For the western (and westernizing) bourgeoisie, the maintenance of cultural health, vigor and what it calls “creativity” is a matter of progressive intellectual and artistic breakthroughs corresponding with technological advances in the scientific, business and industrial worlds. Similarly, what it calls a “vibrant” culture is one whose highest value is novelty for its own sake, conceived as progress toward “truth” as the word is understood in a fully rationalized, secularized and trivialized age.
“Novel” ceased a century and a half ago to refer to what it did in the 18th century, when the literary form signified by the same word – a fictional prose work at some length – was developed. Today, anything “novel” means something previously unheard of, and even unimagined; unprecedented, startling and preferably shocking. (Flannery O’Connor employed a similar aesthetic in her fiction to opposite ends, for the reason she herself gave when explaining why her characters are so often freaks. To the hard of hearing you have to shout, she said, and for the nearly blind you have to draw large and startling pictures.)

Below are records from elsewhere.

//! API key generation and hashing.
//!
//! A key is `<prefix><secret>`. Only `hash_token(secret)` is persisted.

use crate::token::{hash_token, random_secret};

/// Length of the random part of an API key
pub const API_KEY_SECRET_LEN: usize = 40;

/// A freshly generated key: the plaintext to hand out and the hash to store
pub struct GeneratedApiKey {
    pub plaintext: String,
    pub key_hash: String,
}

/// Generate a new API key under `prefix`
pub fn generate(prefix: &str) -> GeneratedApiKey {
    let secret = random_secret(API_KEY_SECRET_LEN);
    GeneratedApiKey {
        plaintext: format!("{}{}", prefix, secret),
        key_hash: hash_token(&secret),
    }
}

/// Strip the scheme marker and hash the remainder
///
/// Returns `None` when the key does not carry `prefix` or has nothing after it.
pub fn hash_presented(prefix: &str, presented: &str) -> Option<String> {
    let secret = presented.strip_prefix(prefix)?;
    if secret.is_empty() {
        return None;
    }
    Some(hash_token(secret))
}

/// Whether `value` looks like an API key rather than a JWT
pub fn has_prefix(prefix: &str, value: &str) -> bool {
    value.starts_with(prefix)
}

#[cfg(test)]
mod tests {
    use super::*;

    #[test]
    fn test_generated_key_shape() {
        let key = generate("crm_");
        assert!(key.plaintext.starts_with("crm_"));
        assert_eq!(key.plaintext.len(), 4 + API_KEY_SECRET_LEN);
        assert!(key.plaintext[4..].chars().all(|c| c.is_ascii_alphanumeric()));
        assert!(!key.key_hash.contains(&key.plaintext[4..]));
    }

    #[test]
    fn test_presented_key_hashes_to_stored() {
        let key = generate("crm_");
        assert_eq!(hash_presented("crm_", &key.plaintext), Some(key.key_hash));
    }

    #[test]
    fn test_altered_key_hashes_differently() {
        let key = generate("crm_");
        let mut altered = key.plaintext.clone();
        let last = altered.pop().unwrap();
        altered.push(if last == 'x' { 'y' } else { 'x' });

        assert_ne!(hash_presented("crm_", &altered), Some(key.key_hash));
    }

    #[test]
    fn test_missing_prefix() {
        assert_eq!(hash_presented("crm_", "sk_abcdef"), None);
        assert_eq!(hash_presented("crm_", "crm_"), None);
        assert!(!has_prefix("crm_", "eyJhbGciOiJIUzI1NiJ9"));
    }
}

Inevitably, the desire for relentless novelty promotes the dissemination of the most extreme ideas, theories, creations, absurdities and fantasies, including those claimed by their inventors and proponents to be “scientific” though they are defiantly anti-scientific: for example, the current claim that a biological man endowed with both an X and a Y chromosome can be surgically transformed into a biological woman with two Xes. “La raison a ses principes que le cœur ne doit pas nier.”
The progressive middle class believes in everything and anything – and thus in nothing at all
In one of their inimitable films, Laurel and Hardy are handymen summoned to Oxford University to perform various small jobs, among them the repair of a broken window sash. Attempting to secure the upper frame, Laurel inadvertently brings the thing down upon his head. The blow transforms him into a don who spouts academic gibberish until the window strikes him on the head a second time and he reverts to being Stan Laurel once more.
Analogously, intellectualism untethered from intellect and untempered by wisdom has turned masses of hitherto sensible people, many if not most of them representatives of the professional middle classes, into blithering self-righteous poseurs of the sort that are presently afflicting Great Britain with their highly disruptive and frequently illegal demonstrations on behalf of Just Stop Oil, Palestine Action, “human rights” and numerous other middle-class causes. Orwell, famously, saw it all coming, though foresight was insufficient to cure him of his own socialist sentiments, delusions and beliefs, no matter his innate English common sense. Perhaps, had he lived past middle age, he might have learned better. (Then again, perhaps not, the middle-class disposition toward progressive liberalism being nearly ineradicable.)
The famous saying often attributed to Chesterton – that the danger for the religious unbeliever is not that he is liable to believe in nothing, but rather that he is likely to believe in anything – comes to mind. Today, the progressive middle class (which is so large a portion of that class) believes, paradoxically, in everything and in anything – and thus in nothing at all. At bottom, it is nihilistic, which is what makes it so dangerous a social and political force. It is indeed, as Liddle perceives, a civilizational menace, and one that needs to be dealt with – starting, perhaps, with the almost wholly unrestrained legal profession that has aligned itself in western countries with the enemies of majority rule, constitutional government and democracy itself.
Harold Nicolson ended his diary entrance with the simple statement: “I hate it all. I hate it all.” So, one gathers, does Rod Liddle. So do I. And so should we all. “À bas la bourgeoisie!”